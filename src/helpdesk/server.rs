use std::path::PathBuf;
use std::sync::Arc;

use anyhow::{Context, Result};
use axum::{Router, extract::DefaultBodyLimit, routing::get};
use tower_http::cors::CorsLayer;
use tower_http::trace::TraceLayer;
use tracing::{info, warn};

use super::api::{self, AppState};
use super::db::{DbHandle, HelpdeskDb};
use super::ws;
use crate::config::HelpdeskToml;

/// Attachment uploads a single form post may carry at full size.
const MAX_FILES_PER_REQUEST: u64 = 8;

/// Configuration for the helpdesk server.
pub struct ServerConfig {
    pub port: u16,
    pub db_path: PathBuf,
    pub dev_mode: bool,
}

impl Default for ServerConfig {
    fn default() -> Self {
        Self {
            port: 8080,
            db_path: PathBuf::from("panichd.db"),
            dev_mode: false,
        }
    }
}

/// Build the full application router with the HTTP API and the event
/// stream.
pub fn build_router(state: Arc<AppState>) -> Router {
    let body_limit = state
        .config
        .settings
        .attachments_max_bytes()
        .saturating_mul(MAX_FILES_PER_REQUEST)
        .try_into()
        .unwrap_or(usize::MAX);

    api::api_router()
        .route("/ws", get(ws::ws_handler))
        .layer(DefaultBodyLimit::max(body_limit))
        .layer(TraceLayer::new_for_http())
        .with_state(state)
}

/// Start the helpdesk server.
pub async fn start_server(server: ServerConfig, config: HelpdeskToml) -> Result<()> {
    // Ensure parent directory exists for DB
    if let Some(parent) = server.db_path.parent()
        && !parent.as_os_str().is_empty()
    {
        std::fs::create_dir_all(parent).context("Failed to create database directory")?;
    }
    std::fs::create_dir_all(&config.settings.attachments_path)
        .context("Failed to create attachments directory")?;

    let db = HelpdeskDb::new(&server.db_path).context("Failed to initialize helpdesk database")?;
    for warning in config.validate() {
        warn!("config: {}", warning);
    }

    let state = Arc::new(AppState::new(DbHandle::new(db), config));
    let mut app = build_router(state);

    if server.dev_mode {
        app = app.layer(CorsLayer::permissive());
    }

    let host = if server.dev_mode { "0.0.0.0" } else { "127.0.0.1" };
    let addr = format!("{}:{}", host, server.port);
    let listener = tokio::net::TcpListener::bind(&addr)
        .await
        .with_context(|| format!("Failed to bind to {}", addr))?;

    let local_addr = listener.local_addr()?;
    info!("PanicHD running at http://{}", local_addr);

    axum::serve(listener, app)
        .with_graceful_shutdown(shutdown_signal())
        .await
        .context("Server error")?;

    info!("Server shut down gracefully");
    Ok(())
}

async fn shutdown_signal() {
    if let Err(e) = tokio::signal::ctrl_c().await {
        warn!("Failed to install Ctrl+C handler: {}", e);
        std::future::pending::<()>().await;
    }
    info!("Shutting down...");
}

================

- _Your assignment_: Report every line from the listing above where the string "HelpdeskToml" can be found.

- _Problem solution_:
use crate::config::HelpdeskToml;
pub async fn start_server(server: ServerConfig, config: HelpdeskToml) -> Result<()> {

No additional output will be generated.